Swig and Ruby - a nice way of using C/C++ code

Hi guys,

I was just messing around and discovered Swig [http://www.swig.org/]
works fine with ruby! It allows you to use C/C++ code from Ruby and MANY
other languages.

I know we already have RubyInline, of course, which works fantastically.

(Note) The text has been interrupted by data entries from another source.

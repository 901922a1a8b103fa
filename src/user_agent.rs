//! Shared User-Agent strings for platform HTTP clients.
//!
//! Single source for the project URL and UA format so API and search traffic
//! stay consistent and easy to update.

/// Project URL for User-Agent identification.
const PROJECT_UA_URL: &str = "https://github.com/fierce/timeshift";

/// Browser User-Agent sent to the search page.
///
/// The search listing serves a reduced card layout to unknown agents, so the
/// catalog client presents itself as a desktop browser there.
pub(crate) const SEARCH_USER_AGENT: &str = "Mozilla/5.0 (Windows NT 10.0; Win64; x64) \
    AppleWebKit/537.36 (KHTML, like Gecko) Chrome/131.0.0.0 Safari/537.36";

/// Default User-Agent for platform API requests (identifies the tool).
#[must_use]
pub(crate) fn default_user_agent() -> String {
    let version = env!("CARGO_PKG_VERSION");
    format!("timeshift/{version} (+{PROJECT_UA_URL})")
}
//! Error types for scheduler passes.

use thiserror::Error;

use crate::metadata::MetadataError;
use crate::platform::PlatformError;

/// Errors that abort a scheduler pass.
///
/// A platform rejection of a single reservation is not an error; it ends the
/// pass through [`super::PassStop::Rejected`].
#[derive(Debug, Error)]
pub enum SchedulerError {
    /// A platform call failed.
    #[error(transparent)]
    Platform(#[from] PlatformError),

    /// The snapshot of a newly reserved program could not be written.
    #[error("failed to persist program snapshot: {0}")]
    Metadata(#[from] MetadataError),
}

impl SchedulerError {
    /// Returns true when the failure was an authentication problem.
    #[must_use]
    pub fn is_auth(&self) -> bool {
        matches!(self, Self::Platform(error) if error.is_auth())
    }
}
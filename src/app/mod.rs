//! Command orchestration for the `timeshift` binary.

mod context;
mod download;
mod reserve;

use anyhow::Result;
use timeshift_core::NotificationEvent;
use tokio_util::sync::CancellationToken;

use crate::ProcessExit;
use crate::cli::{Args, Command};
use context::RunContext;

/// Runs the selected command, reporting any unhandled error to the webhook.
pub(crate) async fn run(args: Args, cancel: CancellationToken) -> Result<ProcessExit> {
    let ctx = RunContext::build(&args, cancel)?;
    let outcome = match args.command {
        Command::Reserve => reserve::run(&ctx).await,
        Command::Download => download::run(&ctx).await,
    };
    if let Err(err) = &outcome {
        ctx.notifier
            .send(&NotificationEvent::UnhandledError {
                message: format!("{err:#}"),
            })
            .await;
    }
    outcome
}
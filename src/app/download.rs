//! The `download` command: record every reservation whose replay is open.

use std::io;
use std::ops::ControlFlow;
use std::path::{Path, PathBuf};
use std::sync::Arc;

use anyhow::{Context, Result};
use chrono::{DateTime, Utc};
use thiserror::Error;
use timeshift_core::{
    DownloadFailure, JsonLedger, Ledger, LivedlRecorder, MetadataStore, NicoClient,
    NotificationEvent, Notifier, ProgramSummary, Reservation, SessionCredential, Supervisor,
    TimeshiftApi,
};
use tokio_util::sync::CancellationToken;
use tracing::{error, info, instrument, warn};

use super::context::RunContext;
use crate::ProcessExit;

/// Extension of the database file livedl produces.
const ARTIFACT_EXTENSION: &str = "sqlite3";

#[derive(Debug, Error)]
enum RunError {
    #[error("recorder reported success for {program_id} but {} is missing", path.display())]
    MissingArtifact { program_id: String, path: PathBuf },
}

/// How one program ended.
#[derive(Debug, Clone, Copy, PartialEq, Eq)]
enum ProgramResult {
    Recorded,
    /// Left for the next run.
    Failed,
    Cancelled,
}

/// Collaborators shared by every program of one run.
struct Recording<'a> {
    supervisor: &'a Supervisor,
    snapshots: &'a MetadataStore,
    notifier: &'a Notifier,
    cancel: &'a CancellationToken,
}

#[derive(Debug, Default, Clone, Copy, PartialEq, Eq)]
struct DownloadTally {
    completed: usize,
    failed: usize,
}

impl DownloadTally {
    /// Counts `result`; a cancellation ends the run.
    fn add(&mut self, result: ProgramResult) -> ControlFlow<()> {
        match result {
            ProgramResult::Recorded => self.completed += 1,
            ProgramResult::Failed => self.failed += 1,
            ProgramResult::Cancelled => {
                self.failed += 1;
                return ControlFlow::Break(());
            }
        }
        ControlFlow::Continue(())
    }

    fn exit(self) -> ProcessExit {
        match (self.completed, self.failed) {
            (_, 0) => ProcessExit::Success,
            (0, _) => ProcessExit::Failure,
            _ => ProcessExit::Partial,
        }
    }
}

#[instrument(skip_all)]
pub(super) async fn run(ctx: &RunContext) -> Result<ProcessExit> {
    let mut client = ctx.authenticated_client().await?;

    let ledger_path = ctx.config.ledger_file();
    let mut ledger = JsonLedger::open(&ledger_path)
        .with_context(|| format!("Failed to open ledger '{}'", ledger_path.display()))?;
    let snapshots = MetadataStore::new(&ctx.config.data_dir);
    let supervisor = Supervisor::new(Arc::new(LivedlRecorder::new(&ctx.config.recorder_path)));
    let recording = Recording {
        supervisor: &supervisor,
        snapshots: &snapshots,
        notifier: &ctx.notifier,
        cancel: &ctx.cancel,
    };

    let pending = pending_downloads(client.list_reservations().await?, &ledger, Utc::now());
    info!(pending = pending.len(), "Replays ready to record");

    let mut tally = DownloadTally::default();
    for reservation in pending {
        if ctx.cancel.is_cancelled() {
            warn!("Cancellation requested; leaving remaining replays for the next run");
            break;
        }
        client = refresh_session(ctx, client).await?;
        let Some(session) = client.session().cloned() else {
            anyhow::bail!("no session bound after login");
        };
        let result = record_program(&client, &reservation, &session, &recording, &mut ledger).await?;
        if tally.add(result).is_break() {
            break;
        }
    }

    info!(
        completed = tally.completed,
        failed = tally.failed,
        "Download run finished"
    );
    Ok(tally.exit())
}

/// Accepts the viewing right, records the replay and, once the artifact is on
/// disk, notifies and adds the program to the ledger.
///
/// Recorder failures and a missing artifact are `Ok(Failed)`: the program
/// stays out of the ledger and is retried next run.
#[instrument(skip_all, fields(program_id = %reservation.program_id))]
async fn record_program(
    api: &dyn TimeshiftApi,
    reservation: &Reservation,
    session: &SessionCredential,
    recording: &Recording<'_>,
    ledger: &mut dyn Ledger,
) -> Result<ProgramResult> {
    let program_id = reservation.program_id.as_str();
    api.accept_watch(program_id).await?;

    let output_dir = recording.snapshots.program_dir(program_id);
    info!(title = %reservation.title, "Recording replay");
    let outcome = recording
        .supervisor
        .supervise(&output_dir, program_id, session, recording.cancel)
        .await;

    match outcome.failure {
        None => {}
        Some(DownloadFailure::Cancelled) => {
            warn!("Recording cancelled");
            return Ok(ProgramResult::Cancelled);
        }
        Some(failure) => {
            warn!(error = %failure, "Replay not recorded; will retry next run");
            return Ok(ProgramResult::Failed);
        }
    }

    let artifact = artifact_path(&output_dir, program_id);
    let size_bytes = match artifact_size(&artifact)
        .with_context(|| format!("Failed to inspect recording '{}'", artifact.display()))?
    {
        Some(size_bytes) => size_bytes,
        None => {
            let err = RunError::MissingArtifact {
                program_id: program_id.to_string(),
                path: artifact,
            };
            error!(error = %err, "Recording produced no output");
            recording
                .notifier
                .send(&NotificationEvent::UnhandledError {
                    message: err.to_string(),
                })
                .await;
            return Ok(ProgramResult::Failed);
        }
    };

    let program = match recording.snapshots.read(program_id) {
        Ok(Some(candidate)) => ProgramSummary::from_candidate(&candidate),
        Ok(None) => ProgramSummary {
            title: reservation.title.clone(),
            ..ProgramSummary::default()
        },
        Err(err) => {
            warn!(error = %err, "Program details unreadable");
            ProgramSummary {
                title: reservation.title.clone(),
                ..ProgramSummary::default()
            }
        }
    };
    recording
        .notifier
        .send(&NotificationEvent::DownloadCompleted {
            program,
            retry_count: outcome.retry_count,
            size_bytes,
        })
        .await;

    ledger.record(program_id)?;
    Ok(ProgramResult::Recorded)
}

/// Reservations with an open, unexpired replay that are not yet in the ledger,
/// in platform order.
fn pending_downloads(
    reservations: Vec<Reservation>,
    ledger: &dyn Ledger,
    now: DateTime<Utc>,
) -> Vec<Reservation> {
    reservations
        .into_iter()
        .filter(|reservation| reservation.is_downloadable(now))
        .filter(|reservation| !ledger.contains(&reservation.program_id))
        .collect()
}

/// Re-logs in when the bound session has expired, e.g. during a long recording.
async fn refresh_session(ctx: &RunContext, client: NicoClient) -> Result<NicoClient> {
    if let Some(session) = client.session()
        && client.is_session_valid(session).await?
    {
        return Ok(client);
    }
    info!("Session expired between recordings; logging in again");
    ctx.authenticated_client().await
}

fn artifact_path(output_dir: &Path, program_id: &str) -> PathBuf {
    output_dir.join(format!("{program_id}.{ARTIFACT_EXTENSION}"))
}

/// Size of the recording, or `None` when it does not exist.
fn artifact_size(path: &Path) -> io::Result<Option<u64>> {
    match std::fs::metadata(path) {
        Ok(meta) => Ok(Some(meta.len())),
        Err(err) if err.kind() == io::ErrorKind::NotFound => Ok(None),
        Err(err) => Err(err),
    }
}
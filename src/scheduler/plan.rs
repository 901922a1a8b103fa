//! Pure planning phase of a scheduler pass.

use std::collections::HashSet;
use std::fmt;

use chrono::{DateTime, Utc};

use crate::ledger::Ledger;
use crate::platform::{Candidate, ReplayStatus, Reservation};

/// Maximum number of live reservations the platform allows per account.
pub const RESERVATION_CAPACITY: usize = 10;

/// Why a reservation is deleted unconditionally.
#[derive(Debug, Clone, Copy, PartialEq, Eq)]
pub enum ReapReason {
    /// Ticket expiry lies in the past.
    Expired,
    /// Replay window closed.
    Closed,
}

impl fmt::Display for ReapReason {
    fn fmt(&self, f: &mut fmt::Formatter<'_>) -> fmt::Result {
        f.write_str(match self {
            Self::Expired => "expired",
            Self::Closed => "closed",
        })
    }
}

/// One step of a pass, executed in order by [`super::apply_plan`].
#[derive(Debug, Clone, PartialEq, Eq)]
pub enum PlannedAction {
    /// Delete a dead reservation.
    Reap {
        /// Reservation to delete.
        program_id: String,
        /// Why it is dead.
        reason: ReapReason,
    },
    /// Delete a reservation that opens later than the incoming candidate.
    Displace {
        /// Reservation to delete.
        evicted: String,
        /// Candidate taking the slot.
        for_program: String,
    },
    /// Delete a reservation whose replay is already in the ledger.
    Reclaim {
        /// Reservation to delete.
        evicted: String,
        /// Candidate taking the slot.
        for_program: String,
    },
    /// Reserve a candidate.
    Reserve(Candidate),
}

/// Ordered actions of one pass plus the quota-exhaustion stop, if any.
#[derive(Debug, Clone, Default, PartialEq, Eq)]
pub struct PassPlan {
    /// Actions in execution order.
    pub actions: Vec<PlannedAction>,
    /// Candidate for which no slot could be freed; later candidates were not considered.
    pub exhausted_at: Option<String>,
    /// Number of reservations reaped.
    pub freed: usize,
}

impl PassPlan {
    /// Candidates the plan reserves, in order.
    pub fn reservations(&self) -> impl Iterator<Item = &Candidate> {
        self.actions.iter().filter_map(|action| match action {
            PlannedAction::Reserve(candidate) => Some(candidate),
            _ => None,
        })
    }

    /// Program identifiers the plan deletes, in order.
    pub fn deletions(&self) -> impl Iterator<Item = &str> {
        self.actions.iter().filter_map(|action| match action {
            PlannedAction::Reap { program_id, .. } => Some(program_id.as_str()),
            PlannedAction::Displace { evicted, .. } | PlannedAction::Reclaim { evicted, .. } => {
                Some(evicted.as_str())
            }
            PlannedAction::Reserve(_) => None,
        })
    }
}

/// Splits reservations into live ones and reap actions for the dead ones.
///
/// Applying it again to the returned live set yields no further actions.
#[must_use]
pub fn reap(reservations: &[Reservation], now: DateTime<Utc>) -> (Vec<Reservation>, Vec<PlannedAction>) {
    let mut live = Vec::with_capacity(reservations.len());
    let mut actions = Vec::new();
    for reservation in reservations {
        if !reservation.is_reapable(now) {
            live.push(reservation.clone());
            continue;
        }
        let reason = if reservation.is_expired(now) {
            ReapReason::Expired
        } else {
            ReapReason::Closed
        };
        actions.push(PlannedAction::Reap {
            program_id: reservation.program_id.clone(),
            reason,
        });
    }
    (live, actions)
}

/// Plans one pass.
///
/// `candidates` is expected in scheduling order (see
/// [`super::prepare_candidates`]); candidates that already hold a reservation
/// or repeat an earlier identifier are skipped here as well.
#[must_use]
pub fn plan_pass(
    reservations: &[Reservation],
    candidates: &[Candidate],
    ledger: &dyn Ledger,
    now: DateTime<Utc>,
) -> PassPlan {
    let (mut live, mut actions) = reap(reservations, now);
    let freed = actions.len();
    let mut capacity = RESERVATION_CAPACITY.saturating_sub(live.len());
    let mut taken: HashSet<&str> = reservations
        .iter()
        .map(|reservation| reservation.program_id.as_str())
        .collect();
    let mut exhausted_at = None;

    for candidate in candidates {
        if !taken.insert(candidate.program_id.as_str()) {
            continue;
        }

        if capacity == 0 {
            let opens_later = candidate.start_time().and_then(|start| {
                live.iter().position(|reservation| {
                    reservation.status == ReplayStatus::BeforeOpen && reservation.open_time > start
                })
            });
            if let Some(index) = opens_later {
                let evicted = live.remove(index);
                actions.push(PlannedAction::Displace {
                    evicted: evicted.program_id,
                    for_program: candidate.program_id.clone(),
                });
            } else if let Some(index) = live
                .iter()
                .position(|reservation| ledger.contains(&reservation.program_id))
            {
                let evicted = live.remove(index);
                actions.push(PlannedAction::Reclaim {
                    evicted: evicted.program_id,
                    for_program: candidate.program_id.clone(),
                });
            } else {
                exhausted_at = Some(candidate.program_id.clone());
                break;
            }
            capacity += 1;
        }

        actions.push(PlannedAction::Reserve(candidate.clone()));
        capacity -= 1;
    }

    PassPlan {
        actions,
        exhausted_at,
        freed,
    }
}

#[cfg(test)]
#[allow(clippy::unwrap_used)]
mod tests {
    use chrono::{Duration, TimeZone};

    use super::*;
    use crate::ledger::InMemoryLedger;
    use crate::platform::{ProgramKind, ProgramTime, Provider, Statistics};

    fn now() -> DateTime<Utc> {
        Utc.with_ymd_and_hms(2024, 1, 1, 0, 0, 0).unwrap()
    }

    fn reservation(id: &str, status: ReplayStatus, opens_in_hours: i64) -> Reservation {
        Reservation {
            program_id: id.to_string(),
            title: id.to_string(),
            open_time: now() + Duration::hours(opens_in_hours),
            status,
            ticket_expiry: None,
        }
    }

    fn before_open(id: &str, opens_in_hours: i64) -> Reservation {
        reservation(id, ReplayStatus::BeforeOpen, opens_in_hours)
    }

    fn candidate(id: &str, starts_in_hours: Option<i64>) -> Candidate {
        Candidate {
            program_id: id.to_string(),
            title: id.to_string(),
            description: String::new(),
            kind: ProgramKind::Future,
            thumbnail_url: String::new(),
            time: starts_in_hours.map(|hours| ProgramTime {
                started_at: Some(now() + Duration::hours(hours)),
                minutes: 0,
            }),
            statistics: Statistics::default(),
            provider: Provider::default(),
        }
    }

    fn full_book(opens_in_hours: i64) -> Vec<Reservation> {
        (0..RESERVATION_CAPACITY)
            .map(|i| before_open(&format!("lv{i}"), opens_in_hours))
            .collect()
    }

    fn reserved_ids(plan: &PassPlan) -> Vec<&str> {
        plan.reservations().map(|c| c.program_id.as_str()).collect()
    }

    #[test]
    fn test_reap_expired_and_closed() {
        let mut expired = reservation("lvE", ReplayStatus::Opened, -48);
        expired.ticket_expiry = Some(now() - Duration::seconds(1));
        let closed = reservation("lvC", ReplayStatus::Closed, -48);
        let alive = reservation("lvA", ReplayStatus::Opened, -1);

        let (live, actions) = reap(&[expired, closed, alive], now());
        assert_eq!(live.len(), 1);
        assert_eq!(live[0].program_id, "lvA");
        assert_eq!(
            actions,
            vec![
                PlannedAction::Reap {
                    program_id: "lvE".to_string(),
                    reason: ReapReason::Expired
                },
                PlannedAction::Reap {
                    program_id: "lvC".to_string(),
                    reason: ReapReason::Closed
                },
            ]
        );
    }

    #[test]
    fn test_reap_is_idempotent() {
        let mut expired = reservation("lvE", ReplayStatus::Opened, -48);
        expired.ticket_expiry = Some(now() - Duration::hours(1));
        let reservations = vec![
            expired,
            reservation("lvC", ReplayStatus::Closed, -2),
            before_open("lvB", 5),
        ];
        let (live, first) = reap(&reservations, now());
        assert_eq!(first.len(), 2);
        let (live_again, second) = reap(&live, now());
        assert!(second.is_empty());
        assert_eq!(live, live_again);
    }

    #[test]
    fn test_reserves_up_to_capacity_then_exhausts() {
        let reservations: Vec<_> = (0..8).map(|i| before_open(&format!("lv{i}"), 1)).collect();
        let candidates: Vec<_> = (0..4)
            .map(|i| candidate(&format!("lvN{i}"), Some(10)))
            .collect();
        let plan = plan_pass(&reservations, &candidates, &InMemoryLedger::default(), now());

        assert_eq!(reserved_ids(&plan), ["lvN0", "lvN1"]);
        assert_eq!(plan.exhausted_at.as_deref(), Some("lvN2"));
        assert_eq!(plan.deletions().count(), 0);
    }

    #[test]
    fn test_live_count_never_exceeds_capacity() {
        let mut expired = before_open("lvOld", -100);
        expired.ticket_expiry = Some(now() - Duration::hours(1));
        let mut reservations = full_book(1);
        reservations[3] = expired;
        let candidates: Vec<_> = (0..15)
            .map(|i| candidate(&format!("lvN{i}"), Some(-5 + i)))
            .collect();
        let ledger = InMemoryLedger::from_ids(["lv5"]);

        let plan = plan_pass(&reservations, &candidates, &ledger, now());
        let live_after = reservations.len() - plan.deletions().count() + plan.reservations().count();
        assert!(live_after <= RESERVATION_CAPACITY, "live after pass: {live_after}");
        assert_eq!(plan.freed, 1);
    }

    #[test]
    fn test_displaces_first_later_opening_reservation() {
        let mut reservations = full_book(1);
        reservations[2] = before_open("lvLate", 24);
        reservations[6] = before_open("lvLater", 48);

        let plan = plan_pass(
            &reservations,
            &[candidate("lvNew", Some(5))],
            &InMemoryLedger::default(),
            now(),
        );
        assert_eq!(
            plan.actions,
            vec![
                PlannedAction::Displace {
                    evicted: "lvLate".to_string(),
                    for_program: "lvNew".to_string()
                },
                PlannedAction::Reserve(candidate("lvNew", Some(5))),
            ]
        );
        assert!(plan.exhausted_at.is_none());
    }

    #[test]
    fn test_displacement_ignores_opened_reservations() {
        let mut reservations = full_book(1);
        reservations[0] = reservation("lvOpen", ReplayStatus::Opened, 48);

        let plan = plan_pass(
            &reservations,
            &[candidate("lvNew", Some(5))],
            &InMemoryLedger::default(),
            now(),
        );
        assert!(plan.reservations().next().is_none());
        assert_eq!(plan.exhausted_at.as_deref(), Some("lvNew"));
    }

    #[test]
    fn test_equal_open_time_does_not_displace() {
        let reservations = full_book(5);
        let plan = plan_pass(
            &reservations,
            &[candidate("lvNew", Some(5))],
            &InMemoryLedger::default(),
            now(),
        );
        assert_eq!(plan.exhausted_at.as_deref(), Some("lvNew"));
    }

    #[test]
    fn test_candidate_without_start_reclaims_downloaded() {
        let mut reservations = full_book(48);
        reservations[7] = reservation("lvDone", ReplayStatus::Opened, -24);
        let ledger = InMemoryLedger::from_ids(["lvDone"]);

        let plan = plan_pass(&reservations, &[candidate("lvNew", None)], &ledger, now());
        assert_eq!(
            plan.actions[0],
            PlannedAction::Reclaim {
                evicted: "lvDone".to_string(),
                for_program: "lvNew".to_string()
            }
        );
        assert_eq!(reserved_ids(&plan), ["lvNew"]);
    }

    #[test]
    fn test_exhaustion_stops_remaining_candidates() {
        let reservations = full_book(1);
        let ledger = InMemoryLedger::from_ids(["lv0"]);
        let candidates = vec![
            candidate("lvA", Some(10)),
            candidate("lvB", Some(11)),
            candidate("lvC", Some(0)),
        ];
        let plan = plan_pass(&reservations, &candidates, &ledger, now());

        assert_eq!(reserved_ids(&plan), ["lvA"]);
        assert_eq!(plan.exhausted_at.as_deref(), Some("lvB"));
    }

    #[test]
    fn test_skips_already_reserved_and_duplicate_candidates() {
        let reservations = vec![before_open("lv1", 1)];
        let candidates = vec![
            candidate("lv1", Some(2)),
            candidate("lv2", Some(3)),
            candidate("lv2", Some(3)),
        ];
        let plan = plan_pass(&reservations, &candidates, &InMemoryLedger::default(), now());
        assert_eq!(reserved_ids(&plan), ["lv2"]);
    }

    #[test]
    fn test_unknown_status_is_live_but_not_displaceable() {
        let mut reservations = full_book(1);
        reservations[0] = reservation("lvUnknown", ReplayStatus::Unknown, 48);
        let plan = plan_pass(
            &reservations,
            &[candidate("lvNew", Some(5))],
            &InMemoryLedger::default(),
            now(),
        );
        assert_eq!(plan.freed, 0);
        assert_eq!(plan.exhausted_at.as_deref(), Some("lvNew"));
    }
}
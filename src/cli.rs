//! CLI argument definitions using clap derive macros.

use std::path::PathBuf;

use clap::{Parser, Subcommand};

/// Reserve niconico live timeshifts by keyword and record their replays.
///
/// Run `reserve` periodically to keep the reservation list filled with the
/// earliest matching programs, and `download` to record every open replay.
#[derive(Parser, Debug)]
#[command(name = "timeshift")]
#[command(author, version, about)]
pub struct Args {
    /// Increase output verbosity (-v for debug, -vv for trace)
    #[arg(short, long, action = clap::ArgAction::Count, global = true)]
    pub verbose: u8,

    /// Suppress non-error output
    #[arg(short, long, global = true)]
    pub quiet: bool,

    /// Config file (defaults to $XDG_CONFIG_HOME/timeshift/config.toml)
    #[arg(long, value_name = "PATH", global = true)]
    pub config: Option<PathBuf>,

    /// Data directory, overriding `data_dir` from the config file
    #[arg(long, value_name = "DIR", global = true)]
    pub data_dir: Option<PathBuf>,

    #[command(subcommand)]
    pub command: Command,
}

#[derive(Subcommand, Debug, Clone, Copy, PartialEq, Eq)]
pub enum Command {
    /// Search for upcoming programs and fill the reservation list
    Reserve,
    /// Record every reservation whose replay is open
    Download,
}
//! CLI entry point for the timeshift tool.

use std::process::ExitCode;

use clap::Parser;
use tokio_util::sync::CancellationToken;
use tracing::{debug, error, info, warn};

mod app;
mod app_config;
mod cli;

use cli::Args;

/// Process outcome mapped to the exit status.
#[derive(Debug, Clone, Copy, PartialEq, Eq)]
pub(crate) enum ProcessExit {
    Success,
    /// Some programs were handled, others failed.
    Partial,
    Failure,
}

impl ProcessExit {
    fn code(self) -> u8 {
        match self {
            Self::Success => 0,
            Self::Failure => 1,
            Self::Partial => 2,
        }
    }
}

#[tokio::main]
async fn main() -> ExitCode {
    // Parse before tracing so --help works without logs
    let args = Args::parse();

    // Priority: RUST_LOG env var > quiet flag > verbose flag > default (info)
    let default_level = if args.quiet {
        "error"
    } else {
        match args.verbose {
            0 => "info",
            1 => "debug",
            _ => "trace",
        }
    };
    let filter = tracing_subscriber::EnvFilter::try_from_default_env()
        .unwrap_or_else(|_| tracing_subscriber::EnvFilter::new(default_level));
    tracing_subscriber::fmt().with_env_filter(filter).init();

    debug!(?args, "CLI arguments parsed");
    info!(command = ?args.command, "timeshift starting");

    let cancel = CancellationToken::new();
    let on_signal = cancel.clone();
    tokio::spawn(async move {
        if tokio::signal::ctrl_c().await.is_ok() {
            warn!("Interrupt received; stopping");
            on_signal.cancel();
        }
    });

    let outcome = match app::run(args, cancel).await {
        Ok(outcome) => outcome,
        Err(err) => {
            error!(error = %format!("{err:#}"), "timeshift failed");
            ProcessExit::Failure
        }
    };
    ExitCode::from(outcome.code())
}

Heres how you use it.. just a quick paraphrase of docs
[http://www.swig.org/Doc1.3/Ruby.html] (on Linux & friends.. for
Windows, consult the documentation)

Make a function or two in C/C++ (multiply.c):
float multiply(float t1,float t2) {
    return t1*t2;
}

Now you need to make an interface file (multiply.i):
extern float multiply(float t1, float t2);

You can also include header files in the interface file, consult docs -
otherwise just list the functions.

Now lets pipe a few commands into our shells:
swig -ruby multiply.i #For C - will generate multiply_wrap.c - use -c++
if you using C++ code
gcc -c multiply.c multiply.c -I/usr/lib/ruby/1.8/i486-linux #Change to
directory with ruby.h/etc.
gcc -shared multiply.o multiply_wrap.o -o multiply.so

Now open up IRB in the directory of our new multiply library and try it
out!:
irb(main):001:0> require 'multiply'
=> true
irb(main):002:0> Multiply.multiply(2,3)
=> 6.0

···

--
Posted via http://www.ruby-forum.com/.

Oops:

The interface file (multiply.i) should actually look like this: [as per
http://www.swig.org/tutorial.html]

%module multiply
%{
extern float multiply(float t1, float t2);
%}
extern float multiply(float t1, float t2);

Sorry about that

···

--
Posted via http://www.ruby-forum.com/.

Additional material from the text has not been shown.